//! A single running automaton.

use crate::content::Content;
use crate::context::Context;
use crate::error::CoreError;
use crate::node::{Node, NodeId};
use crate::value::VarTable;
use serde::{Deserialize, Serialize};
use std::collections::BTreeSet;
use tracing::debug;

/// One automaton over a system's content: a current-node pointer plus the
/// per-instance data that survives a save.
#[derive(Debug, Clone)]
pub struct Instance {
    pub name: String,
    pub system: String,
    pub root: NodeId,
    /// `None` until the first input initializes the instance.
    pub current: Option<NodeId>,
    /// Nodes left, oldest first.
    pub history: Vec<NodeId>,
    pub locals: VarTable,
    /// Ids of one-shot transitions this instance has taken.
    pub completed: BTreeSet<String>,
}

/// Result of a taken transition.
#[derive(Debug, Clone, PartialEq)]
pub struct Step {
    pub from: NodeId,
    pub to: NodeId,
    pub transition_id: String,
    pub transition_name: String,
    /// True when the quest auto-complete rule chose the transition.
    pub via_fallback: bool,
    pub failed_actions: usize,
}

#[derive(Debug, Clone, Copy, PartialEq, Eq, Serialize, Deserialize)]
#[serde(rename_all = "lowercase")]
pub enum ActionStatus {
    Available,
    Locked,
    Completed,
}

/// A transition out of the current node as presented to the player.
#[derive(Debug, Clone, PartialEq, Serialize, Deserialize)]
pub struct ActionInfo {
    pub id: String,
    pub name: String,
    pub target_id: Option<String>,
    pub target_name: Option<String>,
    pub description: String,
    pub status: ActionStatus,
}

struct Chosen {
    id: String,
    name: String,
    target: NodeId,
    one_shot: bool,
    via_fallback: bool,
}

impl Instance {
    pub fn new(name: impl Into<String>, system: impl Into<String>, root: NodeId) -> Self {
        Self {
            name: name.into(),
            system: system.into(),
            root,
            current: None,
            history: Vec::new(),
            locals: VarTable::new(),
            completed: BTreeSet::new(),
        }
    }

    pub fn is_initialized(&self) -> bool {
        self.current.is_some()
    }

    pub fn current_node<'a>(&self, content: &'a Content) -> Option<&'a Node> {
        self.current.and_then(|id| content.node(id))
    }

    /// Points the instance at its root and runs the root's entry actions.
    pub fn initialize(&mut self, content: &Content, ctx: &mut Context) -> Result<(), CoreError> {
        let root = content.node(self.root).ok_or_else(|| CoreError::NodeNotFound {
            node: self.root.to_string(),
        })?;
        self.current = Some(self.root);
        root.enter(ctx);
        debug!(instance = %self.name, node = %root.name, "initialized");
        Ok(())
    }

    /// Evaluates the current node against `ctx` and takes the winning
    /// transition, if any.
    pub fn process(&mut self, content: &Content, ctx: &mut Context) -> Result<Option<Step>, CoreError> {
        let node = self.require_current(content)?;

        let chosen = match node.evaluate_transition(ctx, &self.completed) {
            Some(t) => t.target.map(|target| Chosen {
                id: t.id.clone(),
                name: t.name.clone(),
                target,
                one_shot: t.one_shot,
                via_fallback: false,
            }),
            None => self.quest_fallback(content, node, ctx),
        };

        let Some(chosen) = chosen else {
            ctx.trace(&format!("node '{}': no transition taken", node.name));
            return Ok(None);
        };

        let from = node.id;
        let failed_actions = self.take(content, ctx, chosen.target, &chosen.id, chosen.one_shot)?;
        Ok(Some(Step {
            from,
            to: chosen.target,
            transition_id: chosen.id,
            transition_name: chosen.name,
            via_fallback: chosen.via_fallback,
            failed_actions,
        }))
    }

    /// A quest whose objectives are all complete advances along its first
    /// transition into an accepting node, ignoring that transition's guard.
    fn quest_fallback(&self, content: &Content, node: &Node, ctx: &Context) -> Option<Chosen> {
        if !node.objectives_complete(ctx) {
            return None;
        }
        let transition = node.ordered_transitions().into_iter().find(|t| {
            !(t.one_shot && self.completed.contains(&t.id))
                && t.target
                    .and_then(|target| content.node(target))
                    .map(|n| n.accepting)
                    .unwrap_or(false)
        })?;
        ctx.trace(&format!(
            "quest '{}' objectives complete; auto-advancing via '{}'",
            node.name, transition.name
        ));
        Some(Chosen {
            id: transition.id.clone(),
            name: transition.name.clone(),
            target: transition.target?,
            one_shot: transition.one_shot,
            via_fallback: true,
        })
    }

    /// Moves to `target` regardless of guards.
    pub fn force_transition(
        &mut self,
        content: &Content,
        ctx: &mut Context,
        target: NodeId,
    ) -> Result<Step, CoreError> {
        if content.node(target).is_none() {
            return Err(CoreError::NodeNotFound {
                node: target.to_string(),
            });
        }
        let from = self.current.unwrap_or(self.root);
        let failed_actions = match self.current {
            Some(_) => self.take(content, ctx, target, "", false)?,
            None => {
                self.current = Some(target);
                content.node(target).map(|n| n.enter(ctx)).unwrap_or(0)
            }
        };
        Ok(Step {
            from,
            to: target,
            transition_id: String::new(),
            transition_name: "forced".to_string(),
            via_fallback: false,
            failed_actions,
        })
    }

    /// Clears history and re-enters the root. Locals and taken one-shot
    /// transitions are kept.
    pub fn reset(&mut self, content: &Content, ctx: &mut Context) -> Result<(), CoreError> {
        self.history.clear();
        self.initialize(content, ctx)
    }

    /// Lists transitions out of the current node with their status.
    pub fn available_actions(&self, content: &Content, ctx: &Context) -> Vec<ActionInfo> {
        let Some(node) = self.current_node(content) else {
            return Vec::new();
        };
        node.ordered_transitions()
            .into_iter()
            .map(|t| {
                let target = t.target.and_then(|id| content.node(id));
                let status = if t.one_shot && self.completed.contains(&t.id) {
                    ActionStatus::Completed
                } else if target.is_some() && t.is_available(ctx) {
                    ActionStatus::Available
                } else {
                    ActionStatus::Locked
                };
                ActionInfo {
                    id: t.id.clone(),
                    name: t.name.clone(),
                    target_id: target.map(|n| n.persistent_id.clone()),
                    target_name: target.map(|n| n.name.clone()),
                    description: t.describe(),
                    status,
                }
            })
            .collect()
    }

    fn require_current<'a>(&self, content: &'a Content) -> Result<&'a Node, CoreError> {
        let id = self.current.ok_or_else(|| CoreError::NotInitialized {
            instance: self.name.clone(),
        })?;
        content.node(id).ok_or_else(|| CoreError::NodeNotFound { node: id.to_string() })
    }

    /// Exit current, record history, swap, enter target.
    fn take(
        &mut self,
        content: &Content,
        ctx: &mut Context,
        target: NodeId,
        transition_id: &str,
        one_shot: bool,
    ) -> Result<usize, CoreError> {
        let from = self.require_current(content)?;
        let to = content.node(target).ok_or_else(|| CoreError::NodeNotFound {
            node: target.to_string(),
        })?;

        let mut failed = from.exit(ctx);
        self.history.push(from.id);
        self.current = Some(target);
        if one_shot && !transition_id.is_empty() {
            self.completed.insert(transition_id.to_string());
        }
        failed += to.enter(ctx);

        debug!(instance = %self.name, from = %from.name, to = %to.name, "transition");
        Ok(failed)
    }
}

Activity:
Take the records above and return, word for word, only the lines that fall from the line with "pub fn is_initialized(&self)" to the line with "self.current = Some(self.root);", both of them included.

Response box:
    pub fn is_initialized(&self) -> bool {
        self.current.is_some()
    }

    pub fn current_node<'a>(&self, content: &'a Content) -> Option<&'a Node> {
        self.current.and_then(|id| content.node(id))
    }

    /// Points the instance at its root and runs the root's entry actions.
    pub fn initialize(&mut self, content: &Content, ctx: &mut Context) -> Result<(), CoreError> {
        let root = content.node(self.root).ok_or_else(|| CoreError::NodeNotFound {
            node: self.root.to_string(),
        })?;
        self.current = Some(self.root);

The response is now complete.